Nell’uomo antiquato atto e affettività sono irrimediabilmente separati, dissociati. Si uccide senza odio. Dev’essere per questo che la notizia della morte di quattro piloti dell’areonautica militare, scontratisi fra loro a bordo di due Tornado lo scorso 19 agosto, ha suscitato tanta emozione. Le due pattuglie di avieri stavano sorvolando rasoterra una zona vicino ad Ascoli Piceno, fino a un metro di distanza l’uno dall’altro. A quella “altezza”, il Tornado pare sia l’aereo più veloce del mondo. Ve l’immaginate? Si trattava di un addestramento di guerra preparatorio in vista delle esercitazioni Nato previste per il prossimo autunno a Ghedi.

Eppure, secondo una diffusa percezione, non erano affatto militari che si esercitavano a fare la guerra.

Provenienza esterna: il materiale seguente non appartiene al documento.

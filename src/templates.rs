//! Templates for files written during JRE installation

use std::path::Path;

/// Generate the silent-install response file consumed by the JRE installer
pub fn generate_response_file(install_dir: &Path) -> String {
    format!(
        "INSTALLER_UI=silent\nUSER_INSTALL_DIR={}\nLICENSE_ACCEPTED=TRUE\n",
        install_dir.display()
    )
}

/// Generate the profile script that exposes the installed JRE to the app
pub fn generate_profile_script(java_home: &Path, java_opts: &str) -> String {
    format!(
        "export JAVA_HOME=\"{}\"\nexport PATH=\"$JAVA_HOME/bin:$PATH\"\nexport JAVA_OPTS=\"{}\"\n",
        java_home.display(),
        java_opts.replace('"', "\\\"")
    )
}
/// Configuration for [`ResourceAwareStrategy`].
#[derive(Debug, Clone, PartialEq, Deserialize)]
#[serde(default, rename_all = "camelCase")]
pub struct ResourceAwareConfig {
    /// Cpu percent held back on every worker.
    pub cpu_safety_margin: f64,
    /// Memory (MB) held back on every worker.
    pub memory_safety_margin: f64,
    pub enable_prediction: bool,
    /// Only samples younger than this feed the prediction.
    #[serde(with = "crate::scheduler::config::duration_ms")]
    pub prediction_window: Duration,
    /// Samples kept per worker for prediction.
    pub prediction_samples: usize,
    pub allow_overcommit: bool,
    /// Largest requirement/headroom ratio accepted when overcommitting.
    pub max_overcommit: f64,
    /// Used when nothing else resolves a requirement.
    pub default_requirements: ResourceProfile,
    /// Per task type profiles. Replaces the built-in table when given.
    pub profiles: BTreeMap<String, ResourceProfile>,
    /// Usage samples required before a learned estimate is trusted.
    pub min_learning_samples: usize,
    /// Usage samples kept per task type.
    pub max_learning_samples: usize,
}

impl Default for ResourceAwareConfig {
    fn default() -> Self {
        Self {
            cpu_safety_margin: 10.0,
            memory_safety_margin: 256.0,
            enable_prediction: true,
            prediction_window: Duration::from_secs(5 * 60),
            prediction_samples: 10,
            allow_overcommit: true,
            max_overcommit: 1.2,
            default_requirements: ResourceProfile::new(20.0, 512.0, 5 * 60 * 1000),
            profiles: builtin_profiles(),
            min_learning_samples: 5,
            max_learning_samples: 100,
        }
    }
}

#[derive(Debug, Clone, Copy)]
struct UsageSample {
    at: Instant,
    cpu: f64,
    memory_mb: f64,
}

/// Headroom of one worker.
#[derive(Debug, Clone, Copy, PartialEq)]
pub struct Headroom {
    pub cpu: f64,
    pub memory: f64,
}

/// Matches task requirements against predicted worker headroom.
#[derive(Debug)]
pub struct ResourceAwareStrategy {
    config: ResourceAwareConfig,
    host: HostCapabilities,
    samples: HashMap<WorkerId, VecDeque<UsageSample>>,
    learned: HashMap<String, VecDeque<ResourceUsage>>,
    capable_selections: u64,
    overcommit_selections: u64,
    rejections: u64,
}

impl ResourceAwareStrategy {
    pub const NAME: &'static str = "resource-aware";

    /// Creates the strategy. `host` supplies the memory total for workers
    /// that report no memory limit.
    pub fn new(config: ResourceAwareConfig, host: HostCapabilities) -> Self {
        Self {
            config,
            host,
            samples: HashMap::new(),
            learned: HashMap::new(),
            capable_selections: 0,
            overcommit_selections: 0,
            rejections: 0,
        }
    }

    /// Resolved requirements of a task.
    pub fn requirements_for(&self, task: &Task) -> ResourceProfile {
        let base = task
            .task_type
            .as_deref()
            .and_then(|t| {
                self.config
                    .profiles
                    .get(t)
                    .copied()
                    .or_else(|| self.learned_estimate(t))
            })
            .unwrap_or(self.config.default_requirements);

        match task.requirements {
            Some(explicit) => ResourceProfile {
                cpu: explicit.cpu.unwrap_or(base.cpu),
                memory: explicit.memory.unwrap_or(base.memory),
                timeout: explicit.timeout.unwrap_or(base.timeout),
            },
            None => base,
        }
    }

    /// 90th percentile of observed usage for a task type.
    pub fn learned_estimate(&self, task_type: &str) -> Option<ResourceProfile> {
        let history = self.learned.get(task_type)?;
        if history.len() < self.config.min_learning_samples.max(1) {
            return None;
        }
        let cpu: Vec<f64> = history.iter().map(|u| u.cpu).collect();
        let memory: Vec<f64> = history.iter().map(|u| u.memory).collect();
        Some(ResourceProfile {
            cpu: percentile(cpu, 0.9),
            memory: percentile(memory, 0.9),
            timeout: self.config.default_requirements.timeout,
        })
    }

    fn memory_limit(&self, info: &WorkerInfo) -> f64 {
        if info.memory.limit_mb > 0.0 {
            return info.memory.limit_mb;
        }
        info.capabilities.unwrap_or(self.host).total_memory_mb as f64
    }

    /// Blends the current reading with a short linear forecast.
    fn predict(&self, current: f64, series: &[f64]) -> f64 {
        if !self.config.enable_prediction || series.len() < 2 {
            return current;
        }
        let mean = series.iter().sum::<f64>() / series.len() as f64;
        let forecast = mean + linear_slope(series);
        ((current + forecast) / 2.0).max(0.0)
    }

    /// Predicted cpu and memory headroom of a worker.
    pub fn headroom(&self, info: &WorkerInfo, now: Instant) -> Headroom {
        let window = self.config.prediction_window;
        let recent: Vec<UsageSample> = self
            .samples
            .get(&info.id)
            .map(|samples| {
                samples
                    .iter()
                    .filter(|s| now.saturating_duration_since(s.at) <= window)
                    .copied()
                    .collect()
            })
            .unwrap_or_default();

        let cpu_series: Vec<f64> = recent.iter().map(|s| s.cpu).collect();
        let memory_series: Vec<f64> = recent.iter().map(|s| s.memory_mb).collect();
        let predicted_cpu = self.predict(info.cpu, &cpu_series);
        let predicted_memory = self.predict(info.memory.used_mb, &memory_series);

        Headroom {
            cpu: (100.0 - predicted_cpu - self.config.cpu_safety_margin).max(0.0),
            memory: (self.memory_limit(info) - predicted_memory - self.config.memory_safety_margin)
                .max(0.0),
        }
    }

    fn fit_score(required: &ResourceProfile, headroom: &Headroom) -> f64 {
        let mut score = 100.0;
        for (need, have, penalty) in [
            (required.cpu, headroom.cpu, 5.0),
            (required.memory, headroom.memory, 3.0),
        ] {
            if need <= 0.0 {
                continue;
            }
            let ratio = have / need;
            if ratio > 2.0 {
                score -= (ratio - 2.0) * penalty;
            }
            if (1.0..=1.5).contains(&ratio) {
                score += 10.0;
            }
        }
        score
    }

    fn overcommit_ratio(required: &ResourceProfile, headroom: &Headroom) -> f64 {
        let ratio = |need: f64, have: f64| {
            if need <= 0.0 {
                0.0
            } else if have <= 0.0 {
                f64::INFINITY
            } else {
                need / have
            }
        };
        ratio(required.cpu, headroom.cpu).max(ratio(required.memory, headroom.memory))
    }

    fn learn(&mut self, task_type: &str, usage: ResourceUsage) {
        let limit = self.config.max_learning_samples.max(1);
        let history = self.learned.entry(task_type.to_string()).or_default();
        history.push_back(usage);
        while history.len() > limit {
            history.pop_front();
        }
    }
}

Non si stavano addestrando a meglio massacrare. No, erano beneamati avieri. A detta dell’ex capo di stato maggiore dell’areonautica militare, lo stesso generale che a suo tempo ha presieduto la commissione d’inchiesta per la strage del Cermis, «l’unico sentimento che ha legittimità di esistere dovrebbe essere quello della riconoscenza perché questi giovani si stavano allenando per mantenere alto il prestigio delle forze armate italiane».

E la propaganda mediatica, non si è dilungata sulla figura della giovane ragazza bionda che pilotava uno dei Tornado (fulgido esempio di parità dei diritti all’interno dell’esercito)? Povera ragazza, a cui un tragico incidente ha impedito di perseguire una nobile carriera e farsi una famiglia! Ai funerali di Stato dei quattro piloti, tenuti in un hangar della base militare di Ghedi, hanno partecipato commossi duemila imbecilli pronti a giurare che nessun aviere torce un capello ad una mosca. Fra questi, molti, moltissimi civili.

Ed io non riesco fare a meno di pensare ancora, e ancora, alle parole di Anders: «chi non odia l’infame, non solo dà prova di viltà, ma si rende anche sospetto di essere complice dell’infame. E, con stupore, un mattino scoprirà di essere davvero complice dell’infame, di passare per suo amico e di non poter più tornare indietro; e in questo modo anche lui si rende odioso e sarà giustamente odiato».